//! Tracefall Physics
//!
//! Continuous collision queries and slide-move resolution for a real-time
//! action game. Every mobile thing in the game (players, tracking enemies,
//! bullets, rockets) is an upright cylinder or a point, and the level is a
//! static triangle soup.
//!
//! # Architecture
//!
//! The crate is split into two layers with a strict dependency order:
//!
//! - **Collision**: sweeps a shape (point or cylinder) along a straight
//!   displacement and reports the earliest fraction of that displacement at
//!   which it touches a wall or a dynamic body, plus the contact normal.
//! - **Movement**: repeatedly queries the collision layer, advances to the
//!   time of impact and clips the velocity against the contact, giving wall
//!   sliding and corner stopping.
//!
//! # Conventions
//!
//! Z is up. A body's position is the center of its cylinder's base, and the
//! body occupies `z..z + height`. Queries never fail: every degenerate branch
//! reports "no contact" (`fraction == 1.0`).

pub mod collision;
pub mod movement;

// Re-export commonly used types
pub use collision::{
    contact_skin, BodySnapshot, CollisionError, CollisionScene, CollisionWorld, ContentFlags,
    EntityId, HitTarget, TraceFilter, TraceResult, TraceShape, Triangle, CONTACT_EPSILON,
};
pub use movement::{clip_velocity, slide_move, MovementConfig, SlideOutcome};
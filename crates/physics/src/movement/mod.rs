//! Movement resolution on top of the collision queries.
//!
//! Every mobile entity (player, tracking enemies, rockets) runs the same
//! bounded slide loop each tick:
//!
//! - Trace along the remaining displacement
//! - Advance to the time of impact
//! - Clip the velocity against the contact normal so motion continues along it
//! - In a wedge, also clip against the previous normal so the body settles
//!
//! Ground detection is a policy on top: any contact whose normal points up
//! more than [`MovementConfig::terrain_tolerance`] marks the body grounded.

mod config;
mod slide_move;

pub use config::MovementConfig;
pub use slide_move::{clip_velocity, slide_move, SlideOutcome};
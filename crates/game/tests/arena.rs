//! Whole-simulation behavior through the public API.

use glam::Vec3;
use tracefall_game::{
    Level, PlayerInput, Simulation, SimulationConfig, SpawnPoint, SpawnType,
};

/// A flat floor with two players facing each other ten meters apart.
fn duel_level() -> Level {
    let mut level = Level::new("duel", "Duel");
    level.add_quad(
        Vec3::new(-50.0, -50.0, 0.0),
        Vec3::new(50.0, -50.0, 0.0),
        Vec3::new(50.0, 50.0, 0.0),
        Vec3::new(-50.0, 50.0, 0.0),
    );
    for (x, facing) in [(-5.0, 0.0), (5.0, std::f32::consts::PI)] {
        level.spawn_points.push(SpawnPoint {
            position: Vec3::new(x, 0.0, 0.001),
            facing,
            spawn_type: SpawnType::Player,
        });
    }
    level
}

fn forward() -> PlayerInput {
    let mut input = PlayerInput::default();
    input.movement.forward = true;
    input
}

#[test]
fn test_players_do_not_pass_through_each_other() {
    let mut sim = Simulation::new(SimulationConfig::default(), duel_level());
    let a = sim.add_player("A");
    let b = sim.add_player("B");

    for _ in 0..180 {
        sim.tick(&[forward(), forward()]);

        let pa = sim.get_player(a).unwrap().position;
        let pb = sim.get_player(b).unwrap().position;
        assert!(pa.x < pb.x, "players swapped sides: {pa:?} {pb:?}");
        assert!((pb - pa).truncate().length() >= 0.8 - 1e-3);
    }

    let gap = sim.get_player(b).unwrap().position.x - sim.get_player(a).unwrap().position.x;
    assert!(gap < 0.85, "players should be pressed together, gap={gap}");
}

#[test]
fn test_player_stops_at_pillar() {
    let mut sim = Simulation::test();
    let id = sim.add_player("Runner");

    for _ in 0..600 {
        sim.tick(&[forward()]);
    }

    let player = sim.get_player(id).unwrap();
    // The central pillar's -X face is at x = -2.
    assert!(player.position.x <= -2.4 + 1e-3, "x={}", player.position.x);
    assert!(player.position.x > -2.5, "x={}", player.position.x);
    assert!(player.grounded);
    assert!(player.velocity.x.abs() < 1e-3);
}

#[test]
fn test_partial_config_uses_defaults() {
    let json = r#"{ "tick_rate": 30, "movement": { "gravity": 9.81 } }"#;
    let config: SimulationConfig = serde_json::from_str(json).unwrap();

    assert_eq!(config.tick_rate, 30);
    assert_eq!(config.movement.gravity, 9.81);
    assert_eq!(config.movement.max_iterations, 5);
    assert_eq!(config.projectile, SimulationConfig::default().projectile);

    let mut sim = Simulation::new(config, Level::test_arena());
    sim.add_player("Test");
    sim.tick(&[]);
    assert_eq!(sim.frame, 1);
}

---+---

- [Instructions to follow] All of the material must be written out again without any change.

- [Finished exercise]
//! Tracefall Physics
//!
//! Continuous collision queries and slide-move resolution for a real-time
//! action game. Every mobile thing in the game (players, tracking enemies,
//! bullets, rockets) is an upright cylinder or a point, and the level is a
//! static triangle soup.
//!
//! # Architecture
//!
//! The crate is split into two layers with a strict dependency order:
//!
//! - **Collision**: sweeps a shape (point or cylinder) along a straight
//!   displacement and reports the earliest fraction of that displacement at
//!   which it touches a wall or a dynamic body, plus the contact normal.
//! - **Movement**: repeatedly queries the collision layer, advances to the
//!   time of impact and clips the velocity against the contact, giving wall
//!   sliding and corner stopping.
//!
//! # Conventions
//!
//! Z is up. A body's position is the center of its cylinder's base, and the
//! body occupies `z..z + height`. Queries never fail: every degenerate branch
//! reports "no contact" (`fraction == 1.0`).

pub mod collision;
pub mod movement;

// Re-export commonly used types
pub use collision::{
    contact_skin, BodySnapshot, CollisionError, CollisionScene, CollisionWorld, ContentFlags,
    EntityId, HitTarget, TraceFilter, TraceResult, TraceShape, Triangle, CONTACT_EPSILON,
};
pub use movement::{clip_velocity, slide_move, MovementConfig, SlideOutcome};
filename crates/physics/src/movement/mod.rs
//! Movement resolution on top of the collision queries.
//!
//! Every mobile entity (player, tracking enemies, rockets) runs the same
//! bounded slide loop each tick:
//!
//! - Trace along the remaining displacement
//! - Advance to the time of impact
//! - Clip the velocity against the contact normal so motion continues along it
//! - In a wedge, also clip against the previous normal so the body settles
//!
//! Ground detection is a policy on top: any contact whose normal points up
//! more than [`MovementConfig::terrain_tolerance`] marks the body grounded.

mod config;
mod slide_move;

pub use config::MovementConfig;
pub use slide_move::{clip_velocity, slide_move, SlideOutcome};
filename crates/game/tests/arena.rs
//! Whole-simulation behavior through the public API.

use glam::Vec3;
use tracefall_game::{
    Level, PlayerInput, Simulation, SimulationConfig, SpawnPoint, SpawnType,
};

/// A flat floor with two players facing each other ten meters apart.
fn duel_level() -> Level {
    let mut level = Level::new("duel", "Duel");
    level.add_quad(
        Vec3::new(-50.0, -50.0, 0.0),
        Vec3::new(50.0, -50.0, 0.0),
        Vec3::new(50.0, 50.0, 0.0),
        Vec3::new(-50.0, 50.0, 0.0),
    );
    for (x, facing) in [(-5.0, 0.0), (5.0, std::f32::consts::PI)] {
        level.spawn_points.push(SpawnPoint {
            position: Vec3::new(x, 0.0, 0.001),
            facing,
            spawn_type: SpawnType::Player,
        });
    }
    level
}

fn forward() -> PlayerInput {
    let mut input = PlayerInput::default();
    input.movement.forward = true;
    input
}

#[test]
fn test_players_do_not_pass_through_each_other() {
    let mut sim = Simulation::new(SimulationConfig::default(), duel_level());
    let a = sim.add_player("A");
    let b = sim.add_player("B");

    for _ in 0..180 {
        sim.tick(&[forward(), forward()]);

        let pa = sim.get_player(a).unwrap().position;
        let pb = sim.get_player(b).unwrap().position;
        assert!(pa.x < pb.x, "players swapped sides: {pa:?} {pb:?}");
        assert!((pb - pa).truncate().length() >= 0.8 - 1e-3);
    }

    let gap = sim.get_player(b).unwrap().position.x - sim.get_player(a).unwrap().position.x;
    assert!(gap < 0.85, "players should be pressed together, gap={gap}");
}

#[test]
fn test_player_stops_at_pillar() {
    let mut sim = Simulation::test();
    let id = sim.add_player("Runner");

    for _ in 0..600 {
        sim.tick(&[forward()]);
    }

    let player = sim.get_player(id).unwrap();
    // The central pillar's -X face is at x = -2.
    assert!(player.position.x <= -2.4 + 1e-3, "x={}", player.position.x);
    assert!(player.position.x > -2.5, "x={}", player.position.x);
    assert!(player.grounded);
    assert!(player.velocity.x.abs() < 1e-3);
}

#[test]
fn test_partial_config_uses_defaults() {
    let json = r#"{ "tick_rate": 30, "movement": { "gravity": 9.81 } }"#;
    let config: SimulationConfig = serde_json::from_str(json).unwrap();

    assert_eq!(config.tick_rate, 30);
    assert_eq!(config.movement.gravity, 9.81);
    assert_eq!(config.movement.max_iterations, 5);
    assert_eq!(config.projectile, SimulationConfig::default().projectile);

    let mut sim = Simulation::new(config, Level::test_arena());
    sim.add_player("Test");
    sim.tick(&[]);
    assert_eq!(sim.frame, 1);
}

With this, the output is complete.